In digital typography, the New Typesetting System (NTS) is a discontinued reimplementation of the typesetting system TeX in Java. The specific aims of the project were to continue the tradition of Donald Knuth's TeX by providing a first-class typesetting software which is both portable and available free of charge. But whereas TeX is now frozen due to maximum stability, NTS was intended to remain flexible and extensible.

NTS is written in Java. It is alpha software (released in 2000) and it is capable of generating DVI.

==History==
The NTS project was inaugurated under the auspices of Dante e.V. (Deutschsprachige Anwendervereinigung TeX) in 1992. Coding began in 1998, following donations totalling 30 000 DM, and was funded through to completion. Joachim Lammarsch, Rainer Schöpf, Joachim Schrod, Bernd Raichle, Karel Skoupý, Jiří Zlatuška, Philip Taylor, Peter Breitenlohner, Friedhelm Sowa and Hans Hagen, amongst others, have all been involved in this project, though not all were involved at the outset, and not all remained involved through to its completion.

The objective of the project was to re-implement TeX in a 100%-compatible way. The final product of the project is "trip-test" compatible, and demonstrates that a re-implementation is feasible. However, for several reasons it was decided not to pursue the project any further. First of all, NTS is too slow to be used for production purposes, which does not motivate users to switch to this engine.

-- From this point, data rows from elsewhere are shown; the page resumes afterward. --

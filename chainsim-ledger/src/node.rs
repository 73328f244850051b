//! node.rs
//!
//! Per-participant chain state: a block store holding every block the node has
//! seen, the head and finalized pointers, the mempool, per-transaction
//! lifecycle, the peer set and the engine-owned consensus state.
//!
//! Nothing here is shared between nodes. Other nodes only influence this state
//! through messages handed to the consensus engine.

use std::collections::{BTreeSet, HashMap};

use chainsim_common::{
    env::consensus::ConsensusState,
    error::{ChainSimError, Result},
    genesis::GenesisState,
    transactions::{Transaction, TransactionError, TransactionValidator, TxState},
    Block, NodeId,
};
use chainsim_mempool::Mempool;
use tracing::{debug, info};

use crate::ledger::Ledger;

#[derive(Debug, Clone)]
pub struct Node {
    pub id: NodeId,
    /// Canvas position, only meaningful to the display layer.
    pub position: (f64, f64),
    blocks: HashMap<String, Block>,
    head_id: String,
    finalized_id: String,
    pub mempool: Mempool,
    tx_states: HashMap<String, TxState>,
    pub peers: BTreeSet<NodeId>,
    genesis: GenesisState,
    ledger: Ledger,
    pub consensus_state: Option<ConsensusState>,
}

impl Node {
    /// Creates a node whose store holds only the genesis block.
    pub fn new(id: NodeId, genesis: GenesisState) -> Self {
        let genesis_block = Block::genesis();
        let genesis_id = genesis_block.id.clone();
        let ledger = Ledger::replay(&genesis, [&genesis_block]);
        let mut blocks = HashMap::new();
        blocks.insert(genesis_id.clone(), genesis_block);

        Self {
            id,
            position: (0.0, 0.0),
            blocks,
            head_id: genesis_id.clone(),
            finalized_id: genesis_id,
            mempool: Mempool::new(),
            tx_states: HashMap::new(),
            peers: BTreeSet::new(),
            genesis,
            ledger,
            consensus_state: None,
        }
    }

    pub fn with_position(mut self, x: f64, y: f64) -> Self {
        self.position = (x, y);
        self
    }

    // ---- block store ----

    pub fn head_id(&self) -> &str {
        &self.head_id
    }

    pub fn finalized_id(&self) -> &str {
        &self.finalized_id
    }

    pub fn head(&self) -> &Block {
        // set_head only accepts stored blocks and the store never shrinks
        &self.blocks[&self.head_id]
    }

    pub fn finalized(&self) -> &Block {
        &self.blocks[&self.finalized_id]
    }

    pub fn head_height(&self) -> u64 {
        self.head().height
    }

    pub fn finalized_height(&self) -> u64 {
        self.finalized().height
    }

    pub fn get_block(&self, id: &str) -> Option<&Block> {
        self.blocks.get(id)
    }

    pub fn has_block(&self, id: &str) -> bool {
        self.blocks.contains_key(id)
    }

    pub fn block_count(&self) -> usize {
        self.blocks.len()
    }

    pub fn blocks(&self) -> impl Iterator<Item = &Block> {
        self.blocks.values()
    }

    /// Stores a block whose parent is known. Returns false for duplicates and orphans.
    ///
    /// Its transactions become `IN_BLOCK` and leave the mempool.
    pub fn add_block(&mut self, block: Block) -> bool {
        if self.blocks.contains_key(&block.id) {
            return false;
        }
        match &block.parent_id {
            Some(parent) if self.blocks.contains_key(parent) => {}
            _ => {
                debug!("[{}] Ignoring block {} with unknown parent", self.id, block.id);
                return false;
            }
        }

        for tx_id in &block.tx_ids {
            self.tx_states
                .entry(tx_id.clone())
                .or_insert(TxState::InBlock)
                .advance(TxState::InBlock);
        }
        self.mempool.remove_batch(&block.tx_ids);
        self.blocks.insert(block.id.clone(), block);
        true
    }

    /// Blocks from genesis up to `tip_id`, genesis first.
    pub fn get_chain(&self, tip_id: &str) -> Vec<&Block> {
        let mut chain = Vec::new();
        let mut cursor = self.blocks.get(tip_id);
        while let Some(block) = cursor {
            chain.push(block);
            cursor = block.parent_id.as_ref().and_then(|p| self.blocks.get(p));
        }
        chain.reverse();
        chain
    }

    /// The ancestor of `tip_id` (or `tip_id` itself) at `height`.
    pub fn ancestor_at_height(&self, tip_id: &str, height: u64) -> Option<&Block> {
        let mut cursor = self.blocks.get(tip_id)?;
        if cursor.height < height {
            return None;
        }
        while cursor.height > height {
            cursor = self.blocks.get(cursor.parent_id.as_ref()?)?;
        }
        Some(cursor)
    }

    /// Block at `height` on the current head chain.
    pub fn block_at_height(&self, height: u64) -> Option<&Block> {
        self.ancestor_at_height(&self.head_id, height)
    }

    /// Ancestor-or-self test.
    pub fn is_ancestor(&self, ancestor_id: &str, descendant_id: &str) -> bool {
        let Some(ancestor) = self.blocks.get(ancestor_id) else {
            return false;
        };
        self.ancestor_at_height(descendant_id, ancestor.height)
            .map(|b| b.id == ancestor.id)
            .unwrap_or(false)
    }

    /// Deepest known tip. Ties prefer the earlier timestamp, then the smaller id.
    pub fn best_tip(&self) -> &Block {
        self.blocks
            .values()
            .max_by(|a, b| {
                a.height
                    .cmp(&b.height)
                    .then_with(|| b.timestamp.cmp(&a.timestamp))
                    .then_with(|| b.id.cmp(&a.id))
            })
            .unwrap_or_else(|| self.head())
    }

    /// Moves the head and rebuilds the ledger from genesis. Unknown ids are ignored.
    pub fn set_head(&mut self, id: &str) -> bool {
        if !self.blocks.contains_key(id) || self.head_id == id {
            return false;
        }
        self.head_id = id.to_string();
        self.ledger = Ledger::replay(&self.genesis, self.get_chain(id));
        debug!("[{}] Head -> {} (height {})", self.id, id, self.head_height());
        true
    }

    /// Moves the finalized pointer to `id`, which must be on the head chain.
    ///
    /// While the finalized block is itself on the head chain the pointer only
    /// moves forward. Once the head has switched to another branch it
    /// re-anchors on the new chain at any height. Transactions up to `id`
    /// become `FINALIZED` and leave the mempool.
    pub fn set_finalized(&mut self, id: &str) -> bool {
        let Some(block) = self.blocks.get(id) else {
            return false;
        };
        if !self.is_ancestor(id, &self.head_id) {
            return false;
        }
        let on_head_chain = self.is_ancestor(&self.finalized_id, &self.head_id);
        if on_head_chain && block.height <= self.finalized_height() {
            return false;
        }

        self.finalized_id = id.to_string();
        let tx_ids: Vec<String> = self
            .get_chain(id)
            .iter()
            .flat_map(|b| b.tx_ids.iter().cloned())
            .collect();
        for tx_id in &tx_ids {
            self.tx_states
                .entry(tx_id.clone())
                .or_insert(TxState::Finalized)
                .advance(TxState::Finalized);
        }
        self.mempool.remove_batch(&tx_ids);

        info!("✅ [{}] Finalized block {} at height {}", self.id, id, self.finalized_height());
        tracing::info!(target: "consensus", "EVENT:FINALIZE node={} block={} height={}", self.id, id, self.finalized_height());
        true
    }

    // ---- ledger & transactions ----

    pub fn ledger(&self) -> &Ledger {
        &self.ledger
    }

    pub fn genesis_state(&self) -> &GenesisState {
        &self.genesis
    }

    pub fn tx_state(&self, tx_id: &str) -> Option<TxState> {
        self.tx_states.get(tx_id).copied()
    }

    pub fn tx_states(&self) -> &HashMap<String, TxState> {
        &self.tx_states
    }

    /// Admits a transaction to the mempool.
    ///
    /// Returns Ok(true) if new, Ok(false) if already pending. The nonce must
    /// follow the sender's ledger nonce plus its pending transactions.
    pub fn admit_transaction(&mut self, tx: Transaction) -> std::result::Result<bool, TransactionError> {
        if matches!(self.tx_state(&tx.id), Some(TxState::InBlock | TxState::Finalized)) {
            return Err(TransactionError::AlreadyCommitted(tx.id));
        }
        if self.mempool.contains(&tx.id) {
            return Ok(false);
        }

        TransactionValidator::validate_stateless(&tx)?;

        let balance = self.ledger.balance(&tx.from);
        if balance < tx.amount {
            return Err(TransactionError::InsufficientBalance {
                address: tx.from.clone(),
                balance,
                amount: tx.amount,
            });
        }
        let expected = self.ledger.expected_nonce(&tx.from) + self.mempool.pending_from(&tx.from);
        if tx.nonce != expected {
            return Err(TransactionError::NonceMismatch {
                address: tx.from.clone(),
                expected,
                got: tx.nonce,
            });
        }

        let id = tx.id.clone();
        let added = self.mempool.add(tx)?;
        if added {
            self.tx_states.insert(id, TxState::Pending);
        }
        Ok(added)
    }

    /// Pending transactions that apply cleanly, in order, on top of the head ledger.
    pub fn valid_pending_transactions(&self, limit: usize) -> Vec<Transaction> {
        let mut scratch = self.ledger.clone();
        let mut selected = Vec::new();
        for tx in self.mempool.iter() {
            if selected.len() >= limit {
                break;
            }
            if scratch.apply_tx(tx).is_ok() {
                selected.push(tx.clone());
            }
        }
        selected
    }

    // ---- consensus state ----

    pub fn consensus(&self) -> Result<&ConsensusState> {
        self.consensus_state
            .as_ref()
            .ok_or_else(|| ChainSimError::NotInitialized(self.id.to_string()))
    }

    pub fn consensus_mut(&mut self) -> Result<&mut ConsensusState> {
        let id = self.id.to_string();
        self.consensus_state.as_mut().ok_or(ChainSimError::NotInitialized(id))
    }
}

#[cfg(test)]
mod tests {
    use super::*;
    use chainsim_common::BlockProof;

    fn node() -> Node {
        Node::new(NodeId::from("n0"), GenesisState::new().with_allocation("alice", 100))
    }

    fn child(parent: &Block, txs: Vec<Transaction>, ts: u64) -> Block {
        Block::new(parent, NodeId::from("n0"), 0, txs, BlockProof::Pow { nonce: 0, difficulty: 0 }, ts)
    }

    #[test]
    fn test_new_node_starts_at_genesis() {
        let n = node();
        assert_eq!(n.head_height(), 0);
        assert_eq!(n.head_id(), n.finalized_id());
        assert_eq!(n.block_count(), 1);
        assert!(n.consensus().is_err());
    }

    #[test]
    fn test_add_block_requires_parent() {
        let mut n = node();
        let b1 = child(n.head(), vec![], 1);
        let b2 = child(&b1, vec![], 2);
        assert!(!n.add_block(b2.clone()));
        assert!(n.add_block(b1.clone()));
        assert!(!n.add_block(b1));
        assert!(n.add_block(b2));
        assert_eq!(n.block_count(), 3);
    }

    #[test]
    fn test_tx_lifecycle() {
        let mut n = node();
        let tx = Transaction::signed("alice", "bob", 10, 0, 1);
        assert!(n.admit_transaction(tx.clone()).unwrap());
        assert_eq!(n.tx_state(&tx.id), Some(TxState::Pending));

        let b1 = child(n.head(), vec![tx.clone()], 1);
        let b1_id = b1.id.clone();
        n.add_block(b1);
        assert_eq!(n.tx_state(&tx.id), Some(TxState::InBlock));
        assert!(n.mempool.is_empty());

        assert!(n.set_head(&b1_id));
        assert_eq!(n.ledger().balance("bob"), 10);
        assert!(n.set_finalized(&b1_id));
        assert_eq!(n.tx_state(&tx.id), Some(TxState::Finalized));

        assert!(matches!(n.admit_transaction(tx), Err(TransactionError::AlreadyCommitted(_))));
    }

    #[test]
    fn test_admission_checks_nonce_with_pending() {
        let mut n = node();
        assert!(n.admit_transaction(Transaction::signed("alice", "bob", 1, 0, 1)).unwrap());
        assert!(n.admit_transaction(Transaction::signed("alice", "bob", 1, 1, 1)).unwrap());
        assert!(matches!(
            n.admit_transaction(Transaction::signed("alice", "bob", 1, 5, 1)),
            Err(TransactionError::NonceMismatch { expected: 2, .. })
        ));
        assert_eq!(n.valid_pending_transactions(10).len(), 2);
        assert_eq!(n.valid_pending_transactions(1).len(), 1);
    }

    #[test]
    fn test_finality_stays_on_head_chain_and_moves_forward() {
        let mut n = node();
        let b1 = child(n.head(), vec![], 1);
        let fork = child(n.head(), vec![], 2);
        let b2 = child(&b1, vec![], 3);
        let (b1_id, fork_id, b2_id) = (b1.id.clone(), fork.id.clone(), b2.id.clone());
        n.add_block(b1);
        n.add_block(fork);
        n.add_block(b2);
        n.set_head(&b2_id);

        assert!(!n.set_finalized(&fork_id));
        assert!(n.set_finalized(&b2_id));
        assert!(!n.set_finalized(&b1_id));
        assert_eq!(n.finalized_height(), 2);
    }

    #[test]
    fn test_chain_queries() {
        let mut n = node();
        let b1 = child(n.head(), vec![], 1);
        let b2 = child(&b1, vec![], 2);
        let fork = child(n.head(), vec![], 3);
        let (b1_id, b2_id, fork_id) = (b1.id.clone(), b2.id.clone(), fork.id.clone());
        n.add_block(b1);
        n.add_block(b2);
        n.add_block(fork);

        assert_eq!(n.get_chain(&b2_id).len(), 3);
        assert!(n.is_ancestor(&b1_id, &b2_id));
        assert!(n.is_ancestor(&b2_id, &b2_id));
        assert!(!n.is_ancestor(&fork_id, &b2_id));
        assert_eq!(n.best_tip().id, b2_id);
        assert_eq!(n.ancestor_at_height(&b2_id, 1).map(|b| b.id.clone()), Some(b1_id));
        assert!(n.ancestor_at_height(&b2_id, 5).is_none());
    }

    #[test]
    fn test_finality_reanchors_after_branch_switch() {
        let mut n = node();
        let a1 = child(n.head(), vec![], 1);
        let b1 = child(n.head(), vec![], 2);
        let b2 = child(&b1, vec![], 3);
        let (a1_id, b1_id, b2_id) = (a1.id.clone(), b1.id.clone(), b2.id.clone());
        n.add_block(a1);
        n.add_block(b1);
        n.add_block(b2);

        n.set_head(&a1_id);
        assert!(n.set_finalized(&a1_id));

        // Still on the finalized branch: no going back.
        assert!(!n.set_finalized(&Block::genesis().id));

        n.set_head(&b2_id);
        assert!(!n.set_finalized(&a1_id), "off the head chain");
        assert!(n.set_finalized(&b1_id), "same height, new branch");
        assert_eq!(n.finalized_id(), b1_id);
        assert!(!n.set_finalized(&b1_id));
        assert!(n.set_finalized(&b2_id));
        assert_eq!(n.finalized_height(), 2);
    }
}
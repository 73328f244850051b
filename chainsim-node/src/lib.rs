pub mod cli;
pub mod config;
pub mod runtime;
pub mod simulation;
pub mod snapshot;
pub mod wallet;

pub use config::SimConfig;
pub use runtime::driver::SimulationDriver;
pub use simulation::Simulation;
pub use snapshot::{NodeSnapshot, SimulationSnapshot};
pub use wallet::Wallet;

Furthermore, the by-then standard extensions such as e-TeX were not included in the code. Also, in order to be useful today, PDF output as well as pdfTeX-specific extensions need to be implemented. Finally, by being 100%-compatible with TeX, the sub-processes of NTS are rather interwoven (due to the nature of traditional TeX), which thereby makes the task of adding extensions less simple than had been envisaged.

In December 2002, a group of people started a reimplementation of TeX project based on NTS: the ExTeX project. ExTeX is a merger of NTS with eTeX, pdfTeX and Omega and has never left pre-alpha state. Aleph is also a merge of eTeX and Omega with, and since LuaTeX integrates most of the functionally provided by Aleph with pdfTeX, it can be considered a realization of NTS and ExTeX ideas.

XeTeX provides similar functionality, but in a different way.